- TASK TO COMPLETE
All lines from the one that mentions "job.completed_records = total;" through the last of the entries below must be copied exactly, with both ends kept.

(Collected data)
-------------------------
// crates/server/src/sim/engine.rs
//! Per-job progression engine.
//!
//! Each created job gets exactly one background task that generates the full
//! record set up front, then advances `completed_records` one record per
//! timed tick, mutating the job store and fanning events out to subscribers.
//! The task runs to completion; there is no cancellation path today, but the
//! runner keeps an abort handle per job so one can be added later.

use std::collections::HashMap;
use std::sync::{Arc, RwLock};
use std::time::Duration;

use rand::rngs::StdRng;
use rand::{Rng, SeedableRng};
use tokio::task::AbortHandle;

use crate::models::{JobStatus, Recommendation};
use crate::realtime::{JobEvent, SubscriberRegistry};
use crate::sim::generator::generate;
use crate::store::{JobStore, RecordStore};

/// Inter-tick base delay, tiered by dataset size so demo duration stays
/// bounded: a 1000-record job finishes in ~50s, a 50-record job in ~25s.
fn base_delay(total_records: u32) -> Duration {
    if total_records > 500 {
        Duration::from_millis(50)
    } else if total_records > 100 {
        Duration::from_millis(200)
    } else {
        Duration::from_millis(500)
    }
}

/// Per-tick jitter on top of the base delay, in milliseconds.
fn jitter_ms(rng: &mut impl Rng) -> i64 {
    rng.gen_range(-10..=20)
}

fn round1(v: f64) -> f64 {
    (v * 10.0).round() / 10.0
}

/// Handle to one running progression task.
pub struct JobHandle {
    abort: AbortHandle,
}

impl JobHandle {
    /// Whether the underlying task has finished.
    pub fn is_finished(&self) -> bool {
        self.abort.is_finished()
    }
}

/// Spawns and tracks the progression task for every job.
pub struct EngineRunner {
    jobs: Arc<JobStore>,
    records: Arc<RecordStore>,
    subscribers: Arc<SubscriberRegistry>,
    handles: RwLock<HashMap<String, JobHandle>>,
}

impl EngineRunner {
    pub fn new(
        jobs: Arc<JobStore>,
        records: Arc<RecordStore>,
        subscribers: Arc<SubscriberRegistry>,
    ) -> Self {
        Self {
            jobs,
            records,
            subscribers,
            handles: RwLock::new(HashMap::new()),
        }
    }

    /// Spawn the progression task for a freshly created job.
    ///
    /// Called exactly once per job id, from the creation route. A second
    /// start for the same id is refused and logged rather than spawning a
    /// competing writer.
    pub fn start(&self, job_id: &str) {
        {
            let handles = match self.handles.read() {
                Ok(h) => h,
                Err(e) => {
                    tracing::error!("RwLock poisoned reading engine handles: {e}");
                    return;
                }
            };
            if handles.contains_key(job_id) {
                tracing::warn!(job_id = %job_id, "Progression engine already started for job");
                return;
            }
        }

        let jobs = Arc::clone(&self.jobs);
        let records = Arc::clone(&self.records);
        let subscribers = Arc::clone(&self.subscribers);
        let id = job_id.to_string();

        let task = tokio::spawn(async move {
            run_job(&id, &jobs, &records, &subscribers).await;
        });

        match self.handles.write() {
            Ok(mut handles) => {
                handles.insert(
                    job_id.to_string(),
                    JobHandle {
                        abort: task.abort_handle(),
                    },
                );
            }
            Err(e) => tracing::error!("RwLock poisoned writing engine handles: {e}"),
        }
    }

    /// Handle lookup, primarily for introspection and tests.
    pub fn is_finished(&self, job_id: &str) -> Option<bool> {
        match self.handles.read() {
            Ok(handles) => handles.get(job_id).map(|h| h.is_finished()),
            Err(e) => {
                tracing::error!("RwLock poisoned reading engine handles: {e}");
                None
            }
        }
    }
}

/// The progression task body: queued -> processing (one tick per record) ->
/// completed, emitting events along the way.
async fn run_job(
    job_id: &str,
    jobs: &JobStore,
    records: &RecordStore,
    subscribers: &SubscriberRegistry,
) {
    let Some(job) = jobs.get(job_id) else {
        tracing::warn!(job_id = %job_id, "Engine started for unknown job");
        return;
    };
    let total = job.total_records;

    let mut rng = StdRng::from_entropy();

    // The whole record set exists before the first tick; progression only
    // reveals a growing prefix of it.
    let all_records = Arc::new(generate(job_id, total, &mut rng));
    records.put(job_id, all_records.as_ref().clone());

    let base = base_delay(total);
    tracing::info!(
        job_id = %job_id,
        total_records = total,
        tick_ms = base.as_millis() as u64,
        "Job processing started"
    );

    for completed in 1..=total {
        let delay_ms = (base.as_millis() as i64 + jitter_ms(&mut rng)).max(0) as u64;
        tokio::time::sleep(Duration::from_millis(delay_ms)).await;

        let prefix = &all_records[..completed as usize];
        let auto_approved = prefix
            .iter()
            .filter(|r| r.recommendation == Recommendation::AutoApprove)
            .count();
        let manual_review = prefix
            .iter()
            .filter(|r| r.recommendation == Recommendation::ManualReview)
            .count();
        let rejected = prefix
            .iter()
            .filter(|r| r.recommendation == Recommendation::Reject)
            .count();

        let progress = (completed as u64 * 100 / total as u64) as u32;
        let remaining_secs =
            ((total - completed) as u128 * base.as_millis()).div_ceil(1000) as u64;

        jobs.update(job_id, |job| {
            job.status = JobStatus::Processing;
            job.completed_records = completed;
            job.progress = progress;
            job.auto_approved_percent =
                Some(round1(auto_approved as f64 / completed as f64 * 100.0));
            job.manual_review_percent =
                Some(round1(manual_review as f64 / completed as f64 * 100.0));
            job.rejected_percent = Some(round1(rejected as f64 / completed as f64 * 100.0));
            job.eta_remaining = Some(format!("{remaining_secs}s"));
        });

        subscribers.broadcast(
            job_id,
            &JobEvent::ProgressUpdate {
                progress,
                completed_records: completed,
            },
        );

        // Every 5th record also announces itself individually.
        if completed % 5 == 0 {
            subscribers.broadcast(
                job_id,
                &JobEvent::RecordCompleted {
                    record_id: all_records[completed as usize - 1].id.clone(),
                    status: "completed".to_string(),
                },
            );
        }

        tracing::debug!(job_id = %job_id, completed, total, progress, "Tick");
    }

    jobs.update(job_id, |job| {
        job.status = JobStatus::Completed;
        job.progress = 100;
        job.completed_records = total;
        job.eta_remaining = None;
    });
    subscribers.broadcast(
        job_id,
        &JobEvent::JobCompleted {
            job_id: job_id.to_string(),
        },
    );
    tracing::info!(job_id = %job_id, total_records = total, "Job completed");
}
-------------------------
- RESPONSE FOR THIS EXERCISE
        job.completed_records = total;
        job.eta_remaining = None;
    });
    subscribers.broadcast(
        job_id,
        &JobEvent::JobCompleted {
            job_id: job_id.to_string(),
        },
    );
    tracing::info!(job_id = %job_id, total_records = total, "Job completed");
}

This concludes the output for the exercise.